[Collected data entries]
○ ○ ○ ○ ○

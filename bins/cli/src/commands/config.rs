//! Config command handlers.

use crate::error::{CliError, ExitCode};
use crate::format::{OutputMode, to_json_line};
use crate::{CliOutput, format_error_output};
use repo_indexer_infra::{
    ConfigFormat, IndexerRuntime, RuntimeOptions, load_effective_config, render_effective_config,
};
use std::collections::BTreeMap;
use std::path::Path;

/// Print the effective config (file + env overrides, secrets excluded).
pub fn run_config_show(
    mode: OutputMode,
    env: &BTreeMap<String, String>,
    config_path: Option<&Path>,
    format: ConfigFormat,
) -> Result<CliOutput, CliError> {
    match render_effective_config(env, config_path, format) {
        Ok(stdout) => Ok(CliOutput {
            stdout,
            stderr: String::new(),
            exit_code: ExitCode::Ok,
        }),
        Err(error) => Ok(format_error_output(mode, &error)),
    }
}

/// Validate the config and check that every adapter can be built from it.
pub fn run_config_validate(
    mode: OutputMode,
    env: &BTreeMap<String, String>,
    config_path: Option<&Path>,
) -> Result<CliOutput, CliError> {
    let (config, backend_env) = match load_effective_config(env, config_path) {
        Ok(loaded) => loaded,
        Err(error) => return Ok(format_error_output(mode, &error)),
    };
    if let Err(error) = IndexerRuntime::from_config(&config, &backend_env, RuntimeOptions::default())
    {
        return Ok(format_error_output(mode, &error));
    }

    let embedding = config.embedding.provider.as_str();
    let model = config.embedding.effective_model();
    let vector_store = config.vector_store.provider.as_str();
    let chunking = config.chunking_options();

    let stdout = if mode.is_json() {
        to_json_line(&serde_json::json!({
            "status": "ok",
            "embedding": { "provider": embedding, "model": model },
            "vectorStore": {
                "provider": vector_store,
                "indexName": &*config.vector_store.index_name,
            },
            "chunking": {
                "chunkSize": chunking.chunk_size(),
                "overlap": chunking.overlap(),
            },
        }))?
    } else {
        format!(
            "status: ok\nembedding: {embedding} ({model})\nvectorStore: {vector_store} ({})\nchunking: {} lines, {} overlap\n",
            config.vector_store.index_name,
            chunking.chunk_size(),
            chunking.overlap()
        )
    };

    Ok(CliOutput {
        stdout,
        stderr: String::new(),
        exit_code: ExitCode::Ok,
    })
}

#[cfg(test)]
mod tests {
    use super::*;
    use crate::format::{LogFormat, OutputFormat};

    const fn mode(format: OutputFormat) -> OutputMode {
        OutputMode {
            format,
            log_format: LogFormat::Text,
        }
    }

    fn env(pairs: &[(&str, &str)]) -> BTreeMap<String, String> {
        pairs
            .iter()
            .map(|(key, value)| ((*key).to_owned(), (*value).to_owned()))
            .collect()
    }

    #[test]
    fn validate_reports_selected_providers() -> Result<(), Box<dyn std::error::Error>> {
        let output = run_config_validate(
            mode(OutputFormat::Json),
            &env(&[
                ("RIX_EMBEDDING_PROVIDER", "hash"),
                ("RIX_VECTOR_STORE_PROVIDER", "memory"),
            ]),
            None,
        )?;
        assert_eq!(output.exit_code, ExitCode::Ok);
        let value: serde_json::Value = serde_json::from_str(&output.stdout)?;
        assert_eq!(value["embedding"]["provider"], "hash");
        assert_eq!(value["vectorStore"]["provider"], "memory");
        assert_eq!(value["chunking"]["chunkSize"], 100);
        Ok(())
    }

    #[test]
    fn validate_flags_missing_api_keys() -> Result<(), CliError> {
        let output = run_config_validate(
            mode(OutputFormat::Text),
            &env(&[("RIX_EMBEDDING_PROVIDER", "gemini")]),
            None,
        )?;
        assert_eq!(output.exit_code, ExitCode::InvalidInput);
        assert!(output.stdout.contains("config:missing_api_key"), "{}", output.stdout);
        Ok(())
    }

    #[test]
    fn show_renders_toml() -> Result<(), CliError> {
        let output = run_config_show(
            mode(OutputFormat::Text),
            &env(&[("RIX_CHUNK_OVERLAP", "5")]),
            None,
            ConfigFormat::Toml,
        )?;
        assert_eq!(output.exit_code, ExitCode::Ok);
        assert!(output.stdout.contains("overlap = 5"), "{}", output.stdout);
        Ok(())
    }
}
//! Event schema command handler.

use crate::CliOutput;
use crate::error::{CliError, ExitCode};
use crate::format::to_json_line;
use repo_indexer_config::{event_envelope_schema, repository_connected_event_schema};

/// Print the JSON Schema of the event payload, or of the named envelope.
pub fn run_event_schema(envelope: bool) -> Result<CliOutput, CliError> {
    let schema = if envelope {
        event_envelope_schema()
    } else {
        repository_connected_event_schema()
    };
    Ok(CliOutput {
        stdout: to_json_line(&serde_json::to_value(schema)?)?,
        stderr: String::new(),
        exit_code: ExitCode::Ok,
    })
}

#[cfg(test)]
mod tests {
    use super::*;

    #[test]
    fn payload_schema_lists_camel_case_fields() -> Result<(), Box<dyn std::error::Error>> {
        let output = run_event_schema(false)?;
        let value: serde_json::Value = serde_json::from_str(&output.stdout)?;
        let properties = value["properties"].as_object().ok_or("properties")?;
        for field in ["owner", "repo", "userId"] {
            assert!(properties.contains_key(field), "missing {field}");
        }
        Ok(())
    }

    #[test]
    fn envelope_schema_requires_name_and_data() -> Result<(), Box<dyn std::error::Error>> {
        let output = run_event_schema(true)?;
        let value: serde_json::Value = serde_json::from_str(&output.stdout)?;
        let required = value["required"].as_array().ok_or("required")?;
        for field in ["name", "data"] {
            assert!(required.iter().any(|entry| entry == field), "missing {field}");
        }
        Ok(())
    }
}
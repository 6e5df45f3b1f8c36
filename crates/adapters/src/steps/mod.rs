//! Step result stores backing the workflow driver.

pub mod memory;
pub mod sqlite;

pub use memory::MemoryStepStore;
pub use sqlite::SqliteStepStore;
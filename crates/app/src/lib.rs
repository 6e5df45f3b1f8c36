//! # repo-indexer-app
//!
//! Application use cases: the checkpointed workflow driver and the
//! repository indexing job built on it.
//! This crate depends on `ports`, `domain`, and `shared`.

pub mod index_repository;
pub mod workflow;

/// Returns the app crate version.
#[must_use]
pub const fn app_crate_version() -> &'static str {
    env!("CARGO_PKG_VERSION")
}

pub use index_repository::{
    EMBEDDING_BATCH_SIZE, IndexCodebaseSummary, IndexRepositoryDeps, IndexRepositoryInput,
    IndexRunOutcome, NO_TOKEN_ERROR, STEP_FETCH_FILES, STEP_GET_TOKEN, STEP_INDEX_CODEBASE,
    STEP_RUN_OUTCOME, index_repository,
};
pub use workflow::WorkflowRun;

○ ○ ○ ○ ○

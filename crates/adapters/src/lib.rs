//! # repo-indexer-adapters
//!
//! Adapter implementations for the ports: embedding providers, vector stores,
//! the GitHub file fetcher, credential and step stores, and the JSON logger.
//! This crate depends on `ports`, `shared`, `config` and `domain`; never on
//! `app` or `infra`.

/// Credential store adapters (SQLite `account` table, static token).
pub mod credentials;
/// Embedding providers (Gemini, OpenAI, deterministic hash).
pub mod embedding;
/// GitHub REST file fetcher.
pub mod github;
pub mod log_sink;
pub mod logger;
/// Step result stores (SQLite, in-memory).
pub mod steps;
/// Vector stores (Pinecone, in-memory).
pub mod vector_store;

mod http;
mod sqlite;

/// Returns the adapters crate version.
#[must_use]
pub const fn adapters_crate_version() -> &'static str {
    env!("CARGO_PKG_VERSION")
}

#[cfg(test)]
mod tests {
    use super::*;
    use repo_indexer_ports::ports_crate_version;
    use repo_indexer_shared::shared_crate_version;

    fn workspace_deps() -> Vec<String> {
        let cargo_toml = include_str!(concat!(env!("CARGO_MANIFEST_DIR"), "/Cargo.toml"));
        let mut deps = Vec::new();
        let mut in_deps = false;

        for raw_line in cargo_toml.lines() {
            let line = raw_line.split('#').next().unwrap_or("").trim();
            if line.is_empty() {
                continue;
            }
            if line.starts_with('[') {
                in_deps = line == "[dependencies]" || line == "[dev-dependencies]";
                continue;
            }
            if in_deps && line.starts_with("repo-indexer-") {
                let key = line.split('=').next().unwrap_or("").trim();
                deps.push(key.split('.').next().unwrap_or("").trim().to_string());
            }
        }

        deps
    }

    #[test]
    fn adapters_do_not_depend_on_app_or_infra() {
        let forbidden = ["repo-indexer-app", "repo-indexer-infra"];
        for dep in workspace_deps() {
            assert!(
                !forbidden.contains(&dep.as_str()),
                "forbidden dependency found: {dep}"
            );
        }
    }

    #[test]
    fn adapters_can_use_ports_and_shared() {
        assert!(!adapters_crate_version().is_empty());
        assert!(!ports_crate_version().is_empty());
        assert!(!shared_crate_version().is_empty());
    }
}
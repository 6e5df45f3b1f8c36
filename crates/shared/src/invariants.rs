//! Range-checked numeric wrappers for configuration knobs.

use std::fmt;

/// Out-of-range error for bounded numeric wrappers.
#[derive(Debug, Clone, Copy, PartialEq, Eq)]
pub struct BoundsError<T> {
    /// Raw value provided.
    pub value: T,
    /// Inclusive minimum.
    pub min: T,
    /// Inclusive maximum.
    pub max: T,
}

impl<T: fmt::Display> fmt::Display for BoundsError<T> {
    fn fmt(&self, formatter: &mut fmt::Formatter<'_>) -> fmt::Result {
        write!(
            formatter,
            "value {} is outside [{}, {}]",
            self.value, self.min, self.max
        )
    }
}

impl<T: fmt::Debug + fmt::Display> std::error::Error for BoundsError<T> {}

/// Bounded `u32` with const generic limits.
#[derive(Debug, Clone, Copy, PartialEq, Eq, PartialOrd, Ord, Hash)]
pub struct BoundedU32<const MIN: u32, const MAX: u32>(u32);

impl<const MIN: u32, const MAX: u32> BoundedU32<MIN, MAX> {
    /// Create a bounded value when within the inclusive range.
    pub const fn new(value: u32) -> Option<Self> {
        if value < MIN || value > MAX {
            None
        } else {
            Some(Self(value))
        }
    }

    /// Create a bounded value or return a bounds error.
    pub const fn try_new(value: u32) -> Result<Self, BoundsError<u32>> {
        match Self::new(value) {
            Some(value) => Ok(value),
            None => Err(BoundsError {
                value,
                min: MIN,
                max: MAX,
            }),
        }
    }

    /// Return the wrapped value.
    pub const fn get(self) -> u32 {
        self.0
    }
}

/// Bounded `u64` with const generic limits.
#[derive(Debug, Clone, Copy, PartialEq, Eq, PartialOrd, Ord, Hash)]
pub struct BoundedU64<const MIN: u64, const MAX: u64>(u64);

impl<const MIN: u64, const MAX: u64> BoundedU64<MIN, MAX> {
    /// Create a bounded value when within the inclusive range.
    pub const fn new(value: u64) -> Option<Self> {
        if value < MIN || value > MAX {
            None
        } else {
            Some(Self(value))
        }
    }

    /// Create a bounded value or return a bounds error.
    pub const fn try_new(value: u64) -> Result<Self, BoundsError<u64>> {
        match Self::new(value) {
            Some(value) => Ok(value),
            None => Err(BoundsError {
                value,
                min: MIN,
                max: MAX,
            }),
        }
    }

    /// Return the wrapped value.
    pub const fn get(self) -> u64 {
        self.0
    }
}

○ ○ ○ ○ ○

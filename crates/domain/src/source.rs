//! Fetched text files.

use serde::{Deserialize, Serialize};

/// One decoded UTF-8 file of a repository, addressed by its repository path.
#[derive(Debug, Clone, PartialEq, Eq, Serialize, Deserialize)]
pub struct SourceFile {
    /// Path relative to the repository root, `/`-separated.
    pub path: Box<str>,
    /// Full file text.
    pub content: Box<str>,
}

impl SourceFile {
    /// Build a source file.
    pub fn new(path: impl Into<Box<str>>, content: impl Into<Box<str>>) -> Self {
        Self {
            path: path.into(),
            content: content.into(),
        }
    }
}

○ ○ ○ ○ ○

[Work item] Retrieve all lines from the data that contain the string "next".

[Result of the task]
            let line = raw_line.split('#').next().unwrap_or("").trim();
                let key = line.split('=').next().unwrap_or("").trim();
                deps.push(key.split('.').next().unwrap_or("").trim().to_string());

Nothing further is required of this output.